Let’s take this line of reasoning and see it in the light of a typical business owner. They sell goods costing them $600 for $1,000. But they also have rent for $100, salaries for $250, and supplies for $50. Do the math and you will see that they broke even on this deal. The tax is zero since there is no net income. But in the case of a marijuana business, the tax would be $120 (30 percent of $400) — the net of the sale price less the cost of the items sold. Now the business loses money because of the tax.

When 280E is applied, the cost of good sold is an allowed deduction, because when Congress passed this law they knew that they couldn’t pass an essentially gross receipts tax on the $1,000 of total sales; they had to allow at least for the reduction of the cost of the goods sold. According to Judge Gustafson: “What differentiates the other deductions, the other costs of the sale?” Nothing.
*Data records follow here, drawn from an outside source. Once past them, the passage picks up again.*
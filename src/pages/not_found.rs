use leptos::prelude::*;

/// 404 - Not Found
#[component]
pub fn NotFound() -> impl IntoView {
	view! { <h1>"Uh oh!" <br /> "We couldn't find that page!"</h1> }
}
//! Search session: query text, in-flight flag, and the current result batch.
//!
//! Every submission is stamped with a [`SearchTicket`]. Only the response for
//! the most recently issued ticket is applied; anything older is dropped, so
//! a slow early request can never overwrite a fresh one.

use log::{debug, info};

use super::types::{GraphNode, SearchPayload, SearchResult};

/// Identifies one submitted search. Tickets increase monotonically.
#[derive(Clone, Copy, Debug, PartialEq, Eq, PartialOrd, Ord)]
pub struct SearchTicket(u64);

/// Coarse view of where the session is.
#[derive(Clone, Copy, Debug, PartialEq, Eq)]
pub enum SearchPhase {
	/// Nothing submitted yet.
	Idle,
	Searching,
	/// At least one result arrived.
	Results,
	/// The last search finished with no results (or failed).
	Empty,
}

#[derive(Clone, Debug, Default)]
pub struct SearchSession {
	query: String,
	searching: bool,
	/// `None` until a search completes; `Some(vec![])` means "no results".
	results: Option<Vec<SearchResult>>,
	nodes: Vec<GraphNode>,
	issued: u64,
}

impl SearchSession {
	pub fn new() -> Self {
		Self::default()
	}

	/// Starts a new search. Returns `None` (and changes nothing) when `text`
	/// is blank.
	pub fn begin(&mut self, text: &str) -> Option<SearchTicket> {
		let text = text.trim();
		if text.is_empty() {
			return None;
		}
		self.issued += 1;
		self.query = text.to_string();
		self.searching = true;
		self.results = None;
		self.nodes.clear();
		debug!("search #{} started for {:?}", self.issued, self.query);
		Some(SearchTicket(self.issued))
	}

	/// Applies a finished search. A `None` payload is a failed or empty
	/// search and leaves an explicit empty result list.
	///
	/// Returns `false` if the ticket was superseded and the payload dropped.
	pub fn complete(&mut self, ticket: SearchTicket, payload: Option<SearchPayload>) -> bool {
		if ticket.0 != self.issued {
			info!(
				"dropping stale search #{} (latest is #{})",
				ticket.0, self.issued
			);
			return false;
		}
		match payload {
			Some(SearchPayload { results, graph }) => {
				debug!(
					"search #{} finished: {} results, {} nodes",
					ticket.0,
					results.len(),
					graph.len()
				);
				self.results = Some(results);
				self.nodes = graph;
			}
			None => {
				self.results = Some(Vec::new());
				self.nodes.clear();
			}
		}
		self.searching = false;
		true
	}

	pub fn query(&self) -> &str {
		&self.query
	}

	pub fn is_searching(&self) -> bool {
		self.searching
	}

	pub fn results(&self) -> Option<&[SearchResult]> {
		self.results.as_deref()
	}

	pub fn nodes(&self) -> &[GraphNode] {
		&self.nodes
	}

	pub fn phase(&self) -> SearchPhase {
		if self.searching {
			return SearchPhase::Searching;
		}
		match &self.results {
			None => SearchPhase::Idle,
			Some(r) if r.is_empty() => SearchPhase::Empty,
			Some(_) => SearchPhase::Results,
		}
	}
}

#[cfg(test)]
mod tests {
	use pretty_assertions::assert_eq;

	use super::*;
	use crate::components::knowledge_graph::types::{NodeKind, ResultKind};

	fn payload(results: usize, nodes: usize) -> SearchPayload {
		SearchPayload {
			results: (0..results)
				.map(|i| SearchResult {
					title: format!("Result {i}"),
					kind: ResultKind::Article,
					relevance_label: "90% Match".into(),
					summary: String::new(),
				})
				.collect(),
			graph: (0..nodes)
				.map(|i| GraphNode {
					id: i as u32,
					label: format!("Node {i}"),
					kind: if i == 0 { NodeKind::Core } else { NodeKind::Sub },
					x: 50.0,
					y: 50.0,
				})
				.collect(),
		}
	}

	#[test]
	fn blank_query_is_ignored() {
		let mut s = SearchSession::new();
		assert_eq!(s.begin("   \t"), None);
		assert_eq!(s.phase(), SearchPhase::Idle);
		assert!(!s.is_searching());
	}

	#[test]
	fn begin_clears_previous_batch_before_response() {
		let mut s = SearchSession::new();
		let t = s.begin("Linear Algebra").unwrap();
		assert!(s.complete(t, Some(payload(5, 6))));
		assert_eq!(s.results().map(<[_]>::len), Some(5));
		assert_eq!(s.nodes().len(), 6);

		s.begin("  Geometry ").unwrap();
		assert_eq!(s.query(), "Geometry");
		assert_eq!(s.phase(), SearchPhase::Searching);
		assert_eq!(s.results(), None);
		assert!(s.nodes().is_empty());
	}

	#[test]
	fn null_payload_leaves_explicit_empty_list() {
		let mut s = SearchSession::new();
		let t = s.begin("quantum gravity").unwrap();
		assert!(s.complete(t, None));
		assert_eq!(s.results(), Some(&[][..]));
		assert_eq!(s.phase(), SearchPhase::Empty);
		assert!(!s.is_searching());
	}

	#[test]
	fn stale_response_is_dropped() {
		let mut s = SearchSession::new();
		let first = s.begin("first").unwrap();
		let second = s.begin("second").unwrap();
		assert!(second > first);

		assert!(s.complete(second, Some(payload(2, 3))));
		// the older request resolves last and must not overwrite
		assert!(!s.complete(first, Some(payload(7, 1))));
		assert_eq!(s.results().map(<[_]>::len), Some(2));
		assert_eq!(s.nodes().len(), 3);
		assert_eq!(s.query(), "second");
	}

	#[test]
	fn stale_response_does_not_end_pending_search() {
		let mut s = SearchSession::new();
		let first = s.begin("first").unwrap();
		s.begin("second").unwrap();
		assert!(!s.complete(first, None));
		assert_eq!(s.phase(), SearchPhase::Searching);
	}
}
In this light, the tax law of 280E may indeed be unconstitutional. Judge Gustafson certainly thinks so and he is personally inviting the next challenge to 280E to be made on these grounds. That is unless Congress can act first to correct the unnaturalness of the current state of affairs, which they can do in one of two ways: Eliminating Section 280E altogether or taking marijuana off the Substance 1 list, as is currently proposed. Either way would work just fine for the marijuana entrepreneurs. 

 

Samuel Handwerger, CPA, is a full-time lecturer in the Accounting and Information Assurance Department at the University of Maryland’s Robert H. Smith School of Business.